TASK TO COMPLETE:
Where in the records does the word "static" appear? Copy each line that holds it.

DATA RECORDS:
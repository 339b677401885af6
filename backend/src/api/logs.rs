//! Process-wide log stream.
//!
//! Every entry is echoed to stdout and broadcast to subscribers, which the
//! HTTP server forwards to clients over SSE at `/api/logs`.

use once_cell::sync::Lazy;
use serde::{Deserialize, Serialize};
use tokio::sync::broadcast;

/// Entries kept for slow subscribers before they start lagging.
const LOG_CAPACITY: usize = 256;

#[derive(Debug, Clone, Copy, PartialEq, Eq, Serialize, Deserialize)]
#[serde(rename_all = "lowercase")]
pub enum LogLevel {
    Info,
    Success,
    Warning,
    Error,
}

impl LogLevel {
    fn marker(&self) -> &'static str {
        match self {
            LogLevel::Info => "",
            LogLevel::Success => "✓",
            LogLevel::Warning => "⚠️",
            LogLevel::Error => "❌",
        }
    }
}

#[derive(Debug, Clone, PartialEq, Eq, Serialize, Deserialize)]
#[serde(rename_all = "camelCase")]
pub struct LogEntry {
    pub level: LogLevel,
    pub message: String,
    /// Nesting depth, e.g. one chunk inside an upload.
    #[serde(default)]
    pub indent: u8,
}

impl LogEntry {
    pub fn new(level: LogLevel, message: impl Into<String>) -> Self {
        Self {
            level,
            message: message.into(),
            indent: 0,
        }
    }

    pub fn with_indent(mut self, indent: u8) -> Self {
        self.indent = indent;
        self
    }

    /// Line written to stdout.
    pub fn render(&self) -> String {
        let pad = "   ".repeat(self.indent as usize + 1);
        match self.level.marker() {
            "" => format!("{}{}", pad, self.message),
            marker => format!("{}{} {}", pad, marker, self.message),
        }
    }
}

pub static LOG_BROADCASTER: Lazy<LogBroadcaster> = Lazy::new(LogBroadcaster::new);

pub struct LogBroadcaster {
    sender: broadcast::Sender<LogEntry>,
}

impl LogBroadcaster {
    pub fn new() -> Self {
        let (sender, _) = broadcast::channel(LOG_CAPACITY);
        Self { sender }
    }

    pub fn log(&self, entry: LogEntry) {
        println!("{}", entry.render());
        // No subscriber is not an error.
        let _ = self.sender.send(entry);
    }

    pub fn subscribe(&self) -> broadcast::Receiver<LogEntry> {
        self.sender.subscribe()
    }
}

impl Default for LogBroadcaster {
    fn default() -> Self {
        Self::new()
    }
}

pub fn log_info(msg: impl Into<String>) {
    LOG_BROADCASTER.log(LogEntry::new(LogLevel::Info, msg));
}

pub fn log_success(msg: impl Into<String>) {
    LOG_BROADCASTER.log(LogEntry::new(LogLevel::Success, msg));
}

pub fn log_warning(msg: impl Into<String>) {
    LOG_BROADCASTER.log(LogEntry::new(LogLevel::Warning, msg));
}

pub fn log_error(msg: impl Into<String>) {
    LOG_BROADCASTER.log(LogEntry::new(LogLevel::Error, msg));
}

pub fn log_info_indent(msg: impl Into<String>, indent: u8) {
    LOG_BROADCASTER.log(LogEntry::new(LogLevel::Info, msg).with_indent(indent));
}

pub fn log_success_indent(msg: impl Into<String>, indent: u8) {
    LOG_BROADCASTER.log(LogEntry::new(LogLevel::Success, msg).with_indent(indent));
}
//! Export emitter.
//!
//! Flattens domain records into rows in the fixed column order of their kind
//! (ids translated back to location codes), then serializes them as CSV.
//! Unknown location ids do not fail the export: the raw id is written and
//! reported in [`ExportedRows::unresolved`]. A line item that would not read
//! back unchanged fails it.

use std::path::{Path, PathBuf};

use crate::api::logs::{log_info, log_warning};
use crate::error::ExportError;
use crate::mapper::{employee, nic_tax, schema, timesheet};
use crate::models::{DomainRecord, EmployeeRecord, FlatRow, NicTaxEntry, RecordKind, TimesheetEntry};
use crate::translate::LocationCodeMap;

/// Rows ready to serialize.
#[derive(Debug, Clone, PartialEq, Eq)]
pub struct ExportedRows {
    pub columns: Vec<&'static str>,
    pub rows: Vec<FlatRow>,
    /// Location ids written raw because the directory did not know them.
    pub unresolved: Vec<String>,
}

impl ExportedRows {
    fn new(columns: Vec<&'static str>) -> Self {
        Self {
            columns,
            rows: Vec::new(),
            unresolved: Vec::new(),
        }
    }

    fn push(&mut self, (row, unresolved): (FlatRow, Vec<String>)) {
        self.rows.push(row);
        for id in unresolved {
            if !self.unresolved.contains(&id) {
                self.unresolved.push(id);
            }
        }
    }
}

/// Flatten employees; `with_id` adds the leading `employeeId` column.
pub fn export_employees(
    records: &[EmployeeRecord],
    locations: &LocationCodeMap,
    with_id: bool,
) -> Result<ExportedRows, ExportError> {
    let columns = if with_id {
        schema::employee_update_columns()
    } else {
        schema::columns(RecordKind::Employee).to_vec()
    };
    let mut out = ExportedRows::new(columns);
    for record in records {
        out.push(employee::export_row(record, locations, with_id)?);
    }
    Ok(out)
}

pub fn export_nic_tax(entries: &[NicTaxEntry], locations: &LocationCodeMap) -> ExportedRows {
    let mut out = ExportedRows::new(schema::columns(RecordKind::NicTax).to_vec());
    for entry in entries {
        out.push(nic_tax::export_row(entry, locations));
    }
    out
}

pub fn export_timesheets(
    entries: &[TimesheetEntry],
    locations: &LocationCodeMap,
) -> Result<ExportedRows, ExportError> {
    let mut out = ExportedRows::new(schema::columns(RecordKind::Timesheet).to_vec());
    for entry in entries {
        out.push(timesheet::export_row(entry, locations)?);
    }
    Ok(out)
}

/// Flatten a record set of one `kind`; records of another kind are skipped.
pub fn export_records(
    kind: RecordKind,
    records: &[DomainRecord],
    locations: &LocationCodeMap,
    with_id: bool,
) -> Result<ExportedRows, ExportError> {
    match kind {
        RecordKind::Employee => {
            let employees: Vec<EmployeeRecord> = records
                .iter()
                .filter_map(|r| match r {
                    DomainRecord::Employee(e) => Some(e.clone()),
                    _ => None,
                })
                .collect();
            export_employees(&employees, locations, with_id)
        }
        RecordKind::NicTax => {
            let entries: Vec<NicTaxEntry> = records
                .iter()
                .filter_map(|r| match r {
                    DomainRecord::NicTax(e) => Some(e.clone()),
                    _ => None,
                })
                .collect();
            Ok(export_nic_tax(&entries, locations))
        }
        RecordKind::Timesheet => {
            let entries: Vec<TimesheetEntry> = records
                .iter()
                .filter_map(|r| match r {
                    DomainRecord::Timesheet(e) => Some(e.clone()),
                    _ => None,
                })
                .collect();
            export_timesheets(&entries, locations)
        }
    }
}

/// Serialize rows as comma-separated CSV with a header line.
///
/// Values containing the delimiter, quotes or newlines are quoted.
pub fn to_csv(exported: &ExportedRows) -> Result<String, ExportError> {
    let mut writer = csv::WriterBuilder::new()
        .delimiter(b',')
        .from_writer(Vec::new());

    writer.write_record(&exported.columns)?;
    for row in &exported.rows {
        writer.write_record(exported.columns.iter().map(|c| row.value(c)))?;
    }

    let bytes = writer
        .into_inner()
        .map_err(|e| ExportError::Io(e.into_error()))?;
    Ok(String::from_utf8(bytes)?)
}

/// Lowercase alphanumerics joined by `-`; `export` when nothing is left.
pub fn slug(name: &str) -> String {
    let words: Vec<String> = name
        .split(|c: char| !c.is_ascii_alphanumeric())
        .filter(|w| !w.is_empty())
        .map(str::to_ascii_lowercase)
        .collect();
    if words.is_empty() {
        "export".to_string()
    } else {
        words.join("-")
    }
}

/// Deterministic file name: `<operation>-<slug(name)>.csv`.
pub fn export_file_name(operation: &str, name: &str) -> String {
    format!("{}-{}.csv", slug(operation), slug(name))
}

/// Write `exported` into `dir` under its deterministic name.
pub fn write_export(
    exported: &ExportedRows,
    dir: &Path,
    operation: &str,
    name: &str,
) -> Result<PathBuf, ExportError> {
    let csv = to_csv(exported)?;
    let path = dir.join(export_file_name(operation, name));
    std::fs::write(&path, csv)?;

    log_info(format!("Exported {} rows to {}", exported.rows.len(), path.display()));
    if !exported.unresolved.is_empty() {
        log_warning(format!(
            "{} location id(s) had no code and were written raw: {}",
            exported.unresolved.len(),
            exported.unresolved.join(", ")
        ));
    }
    Ok(path)
}

#[cfg(test)]
mod tests {
    use super::*;
    use crate::error::LineItemError;
    use crate::models::{LineItem, NicTaxPeriod, OtherConsiderations, PayStructure};
    use chrono::NaiveDate;
    use rust_decimal_macros::dec;

    fn locations() -> LocationCodeMap {
        LocationCodeMap::from_pairs([("loc-1", "LDN")]).unwrap()
    }

    fn employee(first: &str, address: Option<&str>) -> EmployeeRecord {
        EmployeeRecord {
            employee_id: Some(format!("id-{}", first)),
            first_name: first.into(),
            last_name: "Doe".into(),
            preferred_name: None,
            gender: None,
            date_of_birth: None,
            mobile_no: None,
            email: None,
            address: address.map(str::to_string),
            payroll_id: None,
            status: None,
            base_location_id: Some("loc-1".into()),
            location_access: vec![],
            pay_structure: PayStructure::default(),
        }
    }

    #[test]
    fn test_slug_and_file_name() {
        assert_eq!(slug("April 2024 / Leeds"), "april-2024-leeds");
        assert_eq!(slug("  "), "export");
        assert_eq!(export_file_name("timesheet", "Week 14"), "timesheet-week-14.csv");
        assert_eq!(export_file_name("employees", ""), "employees-export.csv");
    }

    #[test]
    fn test_csv_header_and_quoting() {
        let exported = export_employees(&[employee("John", Some("1 High St, Leeds"))], &locations(), false)
                .unwrap();
        let csv = to_csv(&exported).unwrap();
        let mut lines = csv.lines();

        let header = lines.next().unwrap();
        assert!(header.starts_with("firstName,lastName,preferredName"));
        assert_eq!(header.split(',').count(), 42);

        let row = lines.next().unwrap();
        assert!(row.starts_with("John,Doe,"));
        assert!(row.contains("\"1 High St, Leeds\""));
        assert!(row.contains(",LDN,"));
        assert!(row.contains("FALSE"));
    }

    #[test]
    fn test_update_export_has_id_column() {
        let exported = export_employees(&[employee("Ann", None)], &locations(), true).unwrap();
        assert_eq!(exported.columns[0], "employeeId");
        assert_eq!(exported.rows[0].get("employeeId"), Some("id-Ann"));
    }

    #[test]
    fn test_unresolved_ids_collected_once() {
        let mut a = employee("A", None);
        a.base_location_id = Some("loc-404".into());
        let mut b = employee("B", None);
        b.base_location_id = Some("loc-404".into());

        let exported = export_employees(&[a, b], &locations(), false).unwrap();
        assert_eq!(exported.unresolved, vec!["loc-404".to_string()]);
        assert_eq!(exported.rows[1].get("baseLocationId"), Some("loc-404"));
    }

    #[test]
    fn test_export_records_filters_kind() {
        let entry = NicTaxEntry {
            period: NicTaxPeriod {
                record_name: "April".into(),
                start_date: NaiveDate::from_ymd_opt(2024, 4, 1).unwrap(),
                end_date: NaiveDate::from_ymd_opt(2024, 4, 30).unwrap(),
                base_location_id: "loc-1".into(),
            },
            employee_id: "e1".into(),
            ees_nic: dec!(1),
            er_nic: dec!(2),
            ees_tax: dec!(3),
            notes: None,
        };
        let records = vec![DomainRecord::from(entry), DomainRecord::from(employee("X", None))];

        let exported = export_records(RecordKind::NicTax, &records, &locations(), false).unwrap();
        assert_eq!(exported.rows.len(), 1);
        assert_eq!(
            to_csv(&exported).unwrap(),
            "RecordName,StartDate,EndDate,BaseLocationId,EmployeeId,EesNIC,ErNIC,EesTax,Notes\n\
             April,2024-04-01,2024-04-30,LDN,e1,1,2,3,\n"
        );
    }

    #[test]
    fn test_export_fails_on_line_item_that_cannot_round_trip() {
        let mut record = employee("Lee", None);
        record.pay_structure.other_considerations = Some(OtherConsiderations {
            cash_additions: vec![LineItem::named("Bus;Train", dec!(4))],
            ..OtherConsiderations::default()
        });

        let err = export_employees(&[record], &locations(), false).unwrap_err();
        assert!(matches!(
            err,
            ExportError::LineItem(LineItemError::UnencodableName(ref name)) if name == "Bus;Train"
        ));
    }

    #[test]
    fn test_write_export_to_dir() {
        let dir = tempfile::tempdir().unwrap();
        let exported = export_nic_tax(&[], &locations());

        let path = write_export(&exported, dir.path(), "nic-tax", "April 2024").unwrap();
        assert_eq!(path.file_name().unwrap(), "nic-tax-april-2024.csv");
        let content = std::fs::read_to_string(path).unwrap();
        assert!(content.starts_with("RecordName,StartDate"));
    }
}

TASK OUTPUT:
    fn marker(&self) -> &'static str {
pub static LOG_BROADCASTER: Lazy<LogBroadcaster> = Lazy::new(LogBroadcaster::new);
    pub columns: Vec<&'static str>,
    fn new(columns: Vec<&'static str>) -> Self {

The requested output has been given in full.